■ EXERCISE OBJECTIVE: All lines below containing the string "struct" are to be copied.

** EXCERPTED RECORDS follows **

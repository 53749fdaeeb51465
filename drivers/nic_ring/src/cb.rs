// SPDX-License-Identifier: Apache-2.0
// Copyright 2025 KylinSoft Co., Ltd. <https://www.kylinos.cn/>
// See LICENSES for license details.

//! Software-side control blocks for in-flight buffers.
//!
//! Every block is on exactly one of two lists: the free list, or the work
//! list of blocks whose descriptors are owned by the device. Acquiring moves
//! a block from free to work in one step and completing moves it back, so
//! no block is ever on neither list or on both.

use alloc::{collections::VecDeque, vec::Vec};

use nic_base::{NicError, NicResult};

/// Which list a control block is on.
#[derive(Debug, Clone, Copy, PartialEq, Eq)]
pub enum CbList {
    Free,
    Work,
}

#[derive(Debug)]
struct ControlBlock<T> {
    list: CbList,
    slot: usize,
    ndesc: usize,
    payload: Option<T>,
}

/// A control block taken off the work list.
#[derive(Debug)]
pub struct Completed<T> {
    /// Descriptor slot the block was attached to.
    pub slot: usize,
    /// Descriptors the owning packet consumed; zero on continuation blocks.
    pub ndesc: usize,
    /// What the block kept alive while the device owned the slot.
    pub payload: Option<T>,
}

/// A fixed pool of control blocks with a free list and a FIFO work list.
#[derive(Debug)]
pub struct ControlBlockPool<T> {
    blocks: Vec<ControlBlock<T>>,
    free: VecDeque<usize>,
    work: VecDeque<usize>,
}

impl<T> ControlBlockPool<T> {
    /// Creates `count` blocks, all free.
    pub fn new(count: usize) -> Self {
        let blocks = (0..count)
            .map(|_| ControlBlock {
                list: CbList::Free,
                slot: 0,
                ndesc: 0,
                payload: None,
            })
            .collect();
        Self {
            blocks,
            free: (0..count).collect(),
            work: VecDeque::with_capacity(count),
        }
    }

    pub fn capacity(&self) -> usize {
        self.blocks.len()
    }

    pub fn free_len(&self) -> usize {
        self.free.len()
    }

    pub fn work_len(&self) -> usize {
        self.work.len()
    }

    /// Slot of the oldest in-flight block.
    pub fn oldest_slot(&self) -> Option<usize> {
        self.work.front().map(|&id| self.blocks[id].slot)
    }

    /// Moves a free block to the tail of the work list, attached to `slot`.
    pub fn acquire(&mut self, slot: usize, ndesc: usize, payload: Option<T>) -> NicResult<usize> {
        let id = self.free.pop_front().ok_or(NicError::WouldBlock)?;
        let block = &mut self.blocks[id];
        debug_assert_eq!(block.list, CbList::Free);
        block.list = CbList::Work;
        block.slot = slot;
        block.ndesc = ndesc;
        block.payload = payload;
        self.work.push_back(id);
        Ok(id)
    }

    /// Moves the oldest in-flight block back to the free list.
    pub fn complete(&mut self) -> Option<Completed<T>> {
        let id = self.work.pop_front()?;
        Some(self.release(id))
    }

    /// Moves every in-flight block back to the free list, oldest first,
    /// whether or not the device finished with it.
    pub fn release_all(&mut self) -> impl Iterator<Item = Completed<T>> + '_ {
        core::iter::from_fn(move || self.complete())
    }

    /// Attaches a payload to the newest in-flight block.
    pub fn set_last_payload(&mut self, payload: T, ndesc: usize) -> NicResult {
        let id = *self.work.back().ok_or(NicError::BadState)?;
        let block = &mut self.blocks[id];
        block.payload = Some(payload);
        block.ndesc = ndesc;
        Ok(())
    }

    /// List membership of block `id`.
    pub fn list_of(&self, id: usize) -> Option<CbList> {
        self.blocks.get(id).map(|b| b.list)
    }

    /// Checks that every block is on exactly the list it claims.
    pub fn is_consistent(&self) -> bool {
        let mut seen = alloc::vec![0u8; self.blocks.len()];
        for &id in self.free.iter().chain(self.work.iter()) {
            seen[id] += 1;
        }
        self.free.len() + self.work.len() == self.blocks.len()
            && seen.iter().all(|&n| n == 1)
            && self.free.iter().all(|&id| self.blocks[id].list == CbList::Free)
            && self.work.iter().all(|&id| self.blocks[id].list == CbList::Work)
    }

    fn release(&mut self, id: usize) -> Completed<T> {
        let block = &mut self.blocks[id];
        debug_assert_eq!(block.list, CbList::Work);
        block.list = CbList::Free;
        let done = Completed {
            slot: block.slot,
            ndesc: core::mem::take(&mut block.ndesc),
            payload: block.payload.take(),
        };
        self.free.push_back(id);
        done
    }
}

** End of EXCERPTED RECORDS **

■ SOLVED PROBLEM:
struct ControlBlock<T> {
pub struct Completed<T> {
pub struct ControlBlockPool<T> {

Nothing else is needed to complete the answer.